As others have mentioned, the easiest way to introduce DNA into a cell would be a virus. Viruses are little DNA-injecting machines, so we have taken certain viruses, gutted their genomes, and can put our piece of DNA in there in place. Viruses aren’t really alive so they don’t really need any genes to survive (although there is size constraints and DNA binding sites in the viral genome that are necessary for correct packing and such). A regular virus turns a cell into a virus-producing factory. A gutted virus would introduce its DNA, we would hope for incorporation, and we would go from there.

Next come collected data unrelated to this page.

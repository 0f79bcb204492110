//! Utility modules: configuration, logging, JSON files, terminal setup.

pub mod config;
pub mod logging;
pub mod persistence;
pub mod terminal;

pub use config::Config;
pub use logging::{init_logging, init_logging_to};
pub use terminal::{restore_terminal, RestoreGuard};
//! Compile-time build information.

include!(concat!(env!("OUT_DIR"), "/build_info.rs"));

/// "tictactoe 0.1.0 (2024-05-01, abc1234)"
pub fn version_string() -> String {
    format!(
        "tictactoe {} ({}, {})",
        env!("CARGO_PKG_VERSION"),
        BUILD_DATE,
        BUILD_COMMIT
    )
}
pub mod board_scene;
pub mod game_common;

use crate::game::GameSession;
use crate::input::Cursor;
use ratatui::Frame;

/// Main UI drawing function.
pub fn draw_ui(frame: &mut Frame, session: &GameSession, cursor: &Cursor) {
    let size = frame.size();
    board_scene::render_game_scene(frame, size, session, cursor);
}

Let’s take twoan example. It is not one that you are probably familiar with, but it is one of the more tractable genetic diseases for gene therapy – ornithine transcarbamylase (OTC) deficiency. This disease is from an inborn deficiency of the enzyme ornitihine transcarbamylase. The goal is to reintroduce this enzyme into a tissue that could get rid of the toxic accumulating substances – the liver. So a modified adenovirus, the type that causes a common cold, was produced carrying that gene and not a lot else. The hope was that this virus would infect the liver (it carried proteins that bound liver cells), and introduce the enzyme. These cells would divide and provide enough OTC to get rid of the toxic substances. Unfortunately, one of the test subjects, a 17 year old boy named Jesse Gelsinger, developed hepatic failure and went into ARDS and died. The body responded to the virus in a bad way, and perhaps responded as well by attacking its own liver and this led to multi-system organ failure.

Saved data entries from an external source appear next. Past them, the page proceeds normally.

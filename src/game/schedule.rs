//! Delayed computer move with generation-based cancellation.
//!
//! A scheduled move remembers the session generation it was created for.
//! When it fires, the session compares that against its current generation
//! and drops the move if anything changed in between.

use std::time::Duration;

/// A computer move waiting for its delay to elapse.
#[derive(Debug, Clone, Copy, PartialEq, Eq)]
pub struct ScheduledMove {
    pub generation: u64,
    pub remaining: Duration,
}

/// Holds at most one pending computer move.
#[derive(Debug, Clone, Default)]
pub struct MoveTimer {
    pending: Option<ScheduledMove>,
}

impl MoveTimer {
    pub fn new() -> Self {
        Self { pending: None }
    }

    /// Schedule a move for `generation`, replacing any pending one.
    pub fn schedule(&mut self, generation: u64, delay: Duration) {
        self.pending = Some(ScheduledMove {
            generation,
            remaining: delay,
        });
    }

    pub fn cancel(&mut self) {
        self.pending = None;
    }

    pub fn is_pending(&self) -> bool {
        self.pending.is_some()
    }

    /// Let `elapsed` pass. Returns the generation of a move that just fired.
    pub fn advance(&mut self, elapsed: Duration) -> Option<u64> {
        let scheduled = self.pending.as_mut()?;
        scheduled.remaining = scheduled.remaining.saturating_sub(elapsed);
        if !scheduled.remaining.is_zero() {
            return None;
        }
        self.pending.take().map(|s| s.generation)
    }
}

Besides that tragic failure, there are other roadblocks. Take a disease like cystic fibrosis – one would have to target a subpopulation of stem cells in the respiratory epithelium. This is because the respiratory epithelium is constantly regenerating and being shed. So targeting the outer layer of cells won’t cut it, you have to target the few stem cells right on the basement membrane. Unfortunately, these cells are mostly dormant, are only a tiny fraction of the total population, and are usually resistant to any kind of uptake.

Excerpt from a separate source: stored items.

//! Embeds the git commit and build date for `tictactoe --version`.

use std::env;
use std::fs;
use std::path::Path;
use std::process::Command;

fn git_short_commit() -> Option<String> {
    let output = Command::new("git")
        .args(["rev-parse", "--short=7", "HEAD"])
        .output()
        .ok()?;
    if !output.status.success() {
        return None;
    }
    let commit = String::from_utf8(output.stdout).ok()?;
    let commit = commit.trim();
    (!commit.is_empty()).then(|| commit.to_string())
}

fn main() {
    // CI sets BUILD_COMMIT / BUILD_DATE; local builds ask git and the clock
    let commit = env::var("BUILD_COMMIT")
        .ok()
        .or_else(git_short_commit)
        .unwrap_or_else(|| "unknown".to_string());
    let date = env::var("BUILD_DATE")
        .unwrap_or_else(|_| chrono::Utc::now().format("%Y-%m-%d").to_string());

    let out_dir = env::var("OUT_DIR").expect("cargo sets OUT_DIR for build scripts");
    let dest_path = Path::new(&out_dir).join("build_info.rs");
    fs::write(
        &dest_path,
        format!(
            "pub const BUILD_COMMIT: &str = {:?};\npub const BUILD_DATE: &str = {:?};\n",
            commit, date
        ),
    )
    .expect("failed to write build_info.rs");

    println!("cargo:rerun-if-changed=.git/HEAD");
    println!("cargo:rerun-if-env-changed=BUILD_COMMIT");
    println!("cargo:rerun-if-env-changed=BUILD_DATE");
}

There are other ways to introduce new genetic material besides with viruses. One of the more successful is for immune deficiencies and cancer syndrom. Making transgenic cells in a culture dish is a lot easier than doing it in a patient’s bone marrow. So one takes out a bone marrow sample, cultures it, introduces new genes, expands the population, make sure everything is going OK. Then one kills the bone marrow of the patient (with high doses of chemotherapy) and reintroduces the cultured transgenic bone marrow. Unfortunately, a few cases of leukemia have resulted from such an approach. There are also other emerging technologies – gene guns and naked DNA introduction and DNA-coated beads and the like.
It would be next-to-impossible to change the DNA in every cell at the same time. Gene therapy, for now, is just focusing on correcting mutations and broken genes in affected tissues.